Wednesday 24th November 2021  13.00-14.00 CET

Bastian Rieck

Principal Investigator

Helmholtz Zentrum München & Technical University Munich

 

Good Gradients and How To Find Them: Towards Multi-Scale Representation Learning

Abstract:

Modern machine learning techniques are based on the concept of having dynamic representations of a data set that can be updated continuously during training. While this perspective has led to astounding successes in image analysis, for instance, the analysis of high-dimensional data sets in the life sciences is still plagued by the occurrence of spurious features in embeddings, leading to specious visualisations.
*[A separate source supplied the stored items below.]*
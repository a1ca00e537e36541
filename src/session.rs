// Per-character session: the engine handle, its cached prompt and where it is in its lifecycle.
use std::sync::atomic::{AtomicUsize, Ordering};
use std::sync::{Arc, RwLock};

use log::debug;
use serde::{Deserialize, Serialize};
use strum_macros::{Display, EnumIter};
use tokio::sync::mpsc;
use uuid::Uuid;

use crate::engine::{GenerationConfig, InferenceSession};
use crate::error::EngineError;

#[derive(Debug, Clone, Copy, PartialEq, Eq, Hash, Display, EnumIter, Serialize, Deserialize)]
pub enum LifecycleState {
    Uninitialized,
    LoadingTemplate,
    WarmingUp,
    Ready,
    Failed,
}

// Things that can happen to a session. Each one is legal from exactly one state.
#[derive(Debug, Clone, Copy, PartialEq, Eq, Hash, Display, EnumIter)]
pub enum LifecycleEvent {
    BuildStarted,
    TemplateLoaded,
    TemplateFailed,
    WarmupSucceeded,
    WarmupFailed,
    FaultReported,
    RetryRequested,
}

impl LifecycleState {
    // Where `event` takes this state, or None when the pair is not a transition.
    pub fn on(self, event: LifecycleEvent) -> Option<LifecycleState> {
        use LifecycleEvent::*;
        use LifecycleState::*;
        match (self, event) {
            (Uninitialized, BuildStarted) => Some(LoadingTemplate),
            (LoadingTemplate, TemplateLoaded) => Some(WarmingUp),
            (LoadingTemplate, TemplateFailed) => Some(Failed),
            (WarmingUp, WarmupSucceeded) => Some(Ready),
            (WarmingUp, WarmupFailed) => Some(Failed),
            (Ready, FaultReported) => Some(Failed),
            (Failed, RetryRequested) => Some(LoadingTemplate),
            _ => None,
        }
    }
}

pub struct CharacterSession {
    id: String,
    instance_id: Uuid,
    display_name: String,
    engine: Arc<dyn InferenceSession>,
    system_prompt: String,
    config: GenerationConfig,
    state: RwLock<LifecycleState>,
    n_keep: AtomicUsize,
}

impl std::fmt::Debug for CharacterSession {
    fn fmt(&self, f: &mut std::fmt::Formatter<'_>) -> std::fmt::Result {
        f.debug_struct("CharacterSession")
            .field("id", &self.id)
            .field("instance_id", &self.instance_id)
            .field("display_name", &self.display_name)
            .field("state", &self.state())
            .field("n_keep", &self.n_keep())
            .finish()
    }
}

impl CharacterSession {
    // A session cannot exist without its prompt; it is cached here before any transition.
    pub fn new(
        id: impl Into<String>,
        display_name: impl Into<String>,
        engine: Arc<dyn InferenceSession>,
        system_prompt: String,
        config: GenerationConfig,
    ) -> Self {
        Self {
            id: id.into(),
            instance_id: Uuid::new_v4(),
            display_name: display_name.into(),
            engine,
            system_prompt,
            config,
            state: RwLock::new(LifecycleState::Uninitialized),
            n_keep: AtomicUsize::new(0),
        }
    }

    pub fn id(&self) -> &str {
        &self.id
    }

    pub fn instance_id(&self) -> Uuid {
        self.instance_id
    }

    pub fn display_name(&self) -> &str {
        &self.display_name
    }

    pub fn system_prompt(&self) -> &str {
        &self.system_prompt
    }

    pub fn config(&self) -> &GenerationConfig {
        &self.config
    }

    pub fn engine(&self) -> &Arc<dyn InferenceSession> {
        &self.engine
    }

    pub fn state(&self) -> LifecycleState {
        match self.state.read() {
            Ok(state) => *state,
            Err(poisoned) => *poisoned.into_inner(),
        }
    }

    pub fn is_ready(&self) -> bool {
        self.state() == LifecycleState::Ready
    }

    // Applies `event` if it is legal from the current state. Illegal pairs change nothing.
    pub fn fire(&self, event: LifecycleEvent) -> bool {
        let mut state = match self.state.write() {
            Ok(state) => state,
            Err(poisoned) => poisoned.into_inner(),
        };
        match state.on(event) {
            Some(next) => {
                debug!("{}: {} --{}--> {}", self.id, *state, event, next);
                *state = next;
                true
            }
            None => {
                debug!("{}: ignoring {} while {}", self.id, event, *state);
                false
            }
        }
    }

    pub fn n_keep(&self) -> usize {
        self.n_keep.load(Ordering::Relaxed)
    }

    pub fn set_n_keep(&self, n_keep: usize) {
        self.n_keep.store(n_keep, Ordering::Relaxed);
        self.engine.set_n_keep(n_keep);
    }

    // Puts the cached prompt back on the engine session and drops the conversation.
    pub async fn apply_prompt(&self) {
        self.engine.set_prompt(&self.system_prompt, true).await;
    }

    pub async fn chat(
        &self,
        input: &str,
        tokens: mpsc::UnboundedSender<String>,
    ) -> Result<String, EngineError> {
        self.engine.chat(input, tokens).await
    }

    pub fn cancel_requests(&self) {
        self.engine.cancel_requests();
    }
}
Topological methods, which focus on more fundamental aspects of a data set, can help alleviate this problem. Being of a discrete, i.e.  non-differentiable, nature, their integration into modern machine learning techniques proves to be challenging. Fortunately, this gap started to be bridged recently!  In this talk, I will discuss recent advances in topological data analysis that enable the development of multi-scale aware representation learning techniques. I will primarily focus on building intuition for such methods, making this talk accessible to a wide audience of machine learning practitioners.

Key references:

Hensel et al. :A Survey of Topological Machine Learning Methods (Frontiers in Artificial Intelligence, Volume 4, 2021); Moor et al.: Topological Autoencoders (Proceedings of ICML 2020); Rieck et al.: Uncovering the Topology of Time-Varying fMRI Data using Cubical Persistence (Proceedings of NeurIPS, 2020)

Biography:

Bastian is the principal investigator of the AIDOS Lab at the Institute of AI for Health at the Helmholtz Centre Munich, Germany. His main research interests are algorithms for graph representation learning and time series analysis, with a focus on biomedical applications and healthcare topics. Bastian is also enticed by finding new ways to explain neural networks using concepts from algebraic and differential topology. He is a big proponent of scientific outreach and enjoys blogging about his research, academia, supervision, and software development. Bastian received his M.Sc. degree in mathematics, as well as his Ph.D. in computer science, from Heidelberg University in Germany.